--- INFORMATION SUPPLIED ---

//! # chiller-domain
//!
//! Pure domain model for the chiller central air-conditioning core.
//!
//! ## Responsibilities
//! - Foundational types: identifiers, error conventions, timestamps
//! - Define **Rooms** (the metered consumers: power, temperatures, fan speed, fee)
//! - Define the **Central Unit** (plant-wide run state and capacity ceiling)
//! - Define **Queue entries** (FIFO service and wait queue records)
//! - Define **Events** (room-scoped and operator-scoped notification payloads)
//! - Contain all invariant enforcement and the metering arithmetic
//!   (temperature convergence, fee accrual, session statistics)
//!
//! ## Dependency rule
//! This crate has **no internal dependencies**.
//! It must never import anything from `app`, the daemon, or external IO crates.

pub mod error;
pub mod id;
pub mod time;

pub mod event;
pub mod plant;
pub mod queue;
pub mod room;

---

Look above for the line containing "accrual, session statistics)"; copy from it through the last line, exactly, and nothing more.

//!   (temperature convergence, fee accrual, session statistics)
//!
//! ## Dependency rule
//! This crate has **no internal dependencies**.
//! It must never import anything from `app`, the daemon, or external IO crates.

pub mod error;
pub mod id;
pub mod time;

pub mod event;
pub mod plant;
pub mod queue;
pub mod room;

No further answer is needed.